EXERCISE REQUIREMENTS:
Set down, please, exactly the lines below that run from the line with "use super::snapshot::CombatantProvider;" to the line with "pub enum SelectionMode", both lines included.

EXTRACTED DATA:
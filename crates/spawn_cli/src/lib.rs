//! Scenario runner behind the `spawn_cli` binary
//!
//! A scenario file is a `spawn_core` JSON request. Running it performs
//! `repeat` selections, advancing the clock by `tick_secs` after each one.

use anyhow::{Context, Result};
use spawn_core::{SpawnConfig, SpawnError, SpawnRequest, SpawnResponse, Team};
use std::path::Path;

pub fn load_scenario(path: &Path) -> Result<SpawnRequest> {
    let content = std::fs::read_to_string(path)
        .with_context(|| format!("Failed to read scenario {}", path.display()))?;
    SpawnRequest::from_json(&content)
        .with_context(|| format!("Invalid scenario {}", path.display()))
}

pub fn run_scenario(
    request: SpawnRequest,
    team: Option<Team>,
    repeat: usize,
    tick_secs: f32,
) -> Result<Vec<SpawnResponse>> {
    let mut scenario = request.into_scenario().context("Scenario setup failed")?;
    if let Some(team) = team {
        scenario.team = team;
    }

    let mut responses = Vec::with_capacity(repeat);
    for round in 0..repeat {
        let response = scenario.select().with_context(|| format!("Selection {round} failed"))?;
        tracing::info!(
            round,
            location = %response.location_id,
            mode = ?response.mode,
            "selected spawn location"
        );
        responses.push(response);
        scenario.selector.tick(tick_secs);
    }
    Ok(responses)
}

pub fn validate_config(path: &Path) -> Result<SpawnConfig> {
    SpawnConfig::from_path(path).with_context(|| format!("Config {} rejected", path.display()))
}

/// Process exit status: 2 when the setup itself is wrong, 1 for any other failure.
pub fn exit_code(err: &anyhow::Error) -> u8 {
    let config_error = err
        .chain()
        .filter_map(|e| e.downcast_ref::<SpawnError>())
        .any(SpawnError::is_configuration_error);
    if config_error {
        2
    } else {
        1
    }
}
...
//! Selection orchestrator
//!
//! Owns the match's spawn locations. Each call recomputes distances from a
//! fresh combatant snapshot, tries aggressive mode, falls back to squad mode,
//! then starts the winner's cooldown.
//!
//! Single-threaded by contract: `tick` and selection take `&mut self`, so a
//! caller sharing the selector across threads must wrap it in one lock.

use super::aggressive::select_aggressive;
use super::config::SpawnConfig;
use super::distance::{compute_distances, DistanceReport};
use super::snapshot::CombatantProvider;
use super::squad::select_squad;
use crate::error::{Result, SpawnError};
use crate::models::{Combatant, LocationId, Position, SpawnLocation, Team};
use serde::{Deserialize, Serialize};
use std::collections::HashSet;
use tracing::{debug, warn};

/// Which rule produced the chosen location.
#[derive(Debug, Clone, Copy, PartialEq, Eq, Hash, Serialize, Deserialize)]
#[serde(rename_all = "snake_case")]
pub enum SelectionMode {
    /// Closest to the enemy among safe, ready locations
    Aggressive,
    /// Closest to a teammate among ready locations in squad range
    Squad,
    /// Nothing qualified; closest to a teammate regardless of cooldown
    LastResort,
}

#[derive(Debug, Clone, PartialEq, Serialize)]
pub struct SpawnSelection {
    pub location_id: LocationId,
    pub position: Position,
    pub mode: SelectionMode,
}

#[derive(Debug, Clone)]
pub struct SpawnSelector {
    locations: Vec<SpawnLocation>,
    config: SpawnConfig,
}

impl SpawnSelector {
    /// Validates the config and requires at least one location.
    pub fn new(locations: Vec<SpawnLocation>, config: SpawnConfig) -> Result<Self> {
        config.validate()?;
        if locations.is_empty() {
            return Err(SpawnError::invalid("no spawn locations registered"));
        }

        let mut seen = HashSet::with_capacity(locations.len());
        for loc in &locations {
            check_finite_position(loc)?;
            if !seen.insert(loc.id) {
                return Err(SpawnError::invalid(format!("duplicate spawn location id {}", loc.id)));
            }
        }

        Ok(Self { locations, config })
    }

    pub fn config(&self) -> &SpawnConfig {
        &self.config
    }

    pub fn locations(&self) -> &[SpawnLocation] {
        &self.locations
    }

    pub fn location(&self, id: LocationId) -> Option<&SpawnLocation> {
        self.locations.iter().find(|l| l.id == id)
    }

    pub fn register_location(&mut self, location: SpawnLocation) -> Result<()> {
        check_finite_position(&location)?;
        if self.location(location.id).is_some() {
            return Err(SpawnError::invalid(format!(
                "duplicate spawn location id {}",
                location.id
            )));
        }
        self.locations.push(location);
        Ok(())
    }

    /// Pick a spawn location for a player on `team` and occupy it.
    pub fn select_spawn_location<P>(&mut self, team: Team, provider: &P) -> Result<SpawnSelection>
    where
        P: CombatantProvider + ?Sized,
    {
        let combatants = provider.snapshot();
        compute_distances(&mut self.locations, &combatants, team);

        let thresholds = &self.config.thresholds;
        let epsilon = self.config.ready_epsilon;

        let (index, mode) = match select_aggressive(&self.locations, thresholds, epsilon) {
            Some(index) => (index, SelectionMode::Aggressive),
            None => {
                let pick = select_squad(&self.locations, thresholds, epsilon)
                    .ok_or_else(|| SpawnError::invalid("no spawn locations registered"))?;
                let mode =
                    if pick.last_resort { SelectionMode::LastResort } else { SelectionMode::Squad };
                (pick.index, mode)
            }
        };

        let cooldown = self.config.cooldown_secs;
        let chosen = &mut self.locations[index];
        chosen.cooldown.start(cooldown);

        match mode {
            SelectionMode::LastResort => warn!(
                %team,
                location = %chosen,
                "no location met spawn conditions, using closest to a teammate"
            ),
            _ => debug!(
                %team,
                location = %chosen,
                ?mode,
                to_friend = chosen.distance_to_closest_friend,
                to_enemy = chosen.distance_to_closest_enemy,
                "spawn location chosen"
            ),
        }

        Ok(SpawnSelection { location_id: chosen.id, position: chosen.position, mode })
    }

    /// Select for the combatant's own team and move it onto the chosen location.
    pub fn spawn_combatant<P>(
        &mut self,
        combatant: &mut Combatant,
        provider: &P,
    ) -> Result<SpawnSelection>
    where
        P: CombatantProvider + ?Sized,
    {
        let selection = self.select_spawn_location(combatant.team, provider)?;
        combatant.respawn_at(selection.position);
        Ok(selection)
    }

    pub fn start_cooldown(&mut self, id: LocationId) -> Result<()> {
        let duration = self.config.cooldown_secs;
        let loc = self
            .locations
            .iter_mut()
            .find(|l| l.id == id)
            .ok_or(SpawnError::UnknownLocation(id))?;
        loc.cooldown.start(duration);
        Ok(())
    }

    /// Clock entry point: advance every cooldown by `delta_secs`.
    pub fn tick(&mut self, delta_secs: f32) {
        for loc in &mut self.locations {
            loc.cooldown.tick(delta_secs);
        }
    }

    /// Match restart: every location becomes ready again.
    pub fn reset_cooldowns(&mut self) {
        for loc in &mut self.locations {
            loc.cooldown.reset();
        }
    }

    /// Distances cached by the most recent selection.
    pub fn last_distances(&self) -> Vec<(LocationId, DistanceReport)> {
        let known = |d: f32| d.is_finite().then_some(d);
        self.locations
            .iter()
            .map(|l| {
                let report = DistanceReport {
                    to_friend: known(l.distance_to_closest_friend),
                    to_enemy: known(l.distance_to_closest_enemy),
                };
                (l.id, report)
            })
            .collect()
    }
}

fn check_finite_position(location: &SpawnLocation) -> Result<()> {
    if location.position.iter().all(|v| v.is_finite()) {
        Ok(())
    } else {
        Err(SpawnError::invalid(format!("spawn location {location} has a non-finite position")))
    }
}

RESULT OF THE EXERCISE:
use super::snapshot::CombatantProvider;
use super::squad::select_squad;
use crate::error::{Result, SpawnError};
use crate::models::{Combatant, LocationId, Position, SpawnLocation, Team};
use serde::{Deserialize, Serialize};
use std::collections::HashSet;
use tracing::{debug, warn};

/// Which rule produced the chosen location.
#[derive(Debug, Clone, Copy, PartialEq, Eq, Hash, Serialize, Deserialize)]
#[serde(rename_all = "snake_case")]
pub enum SelectionMode {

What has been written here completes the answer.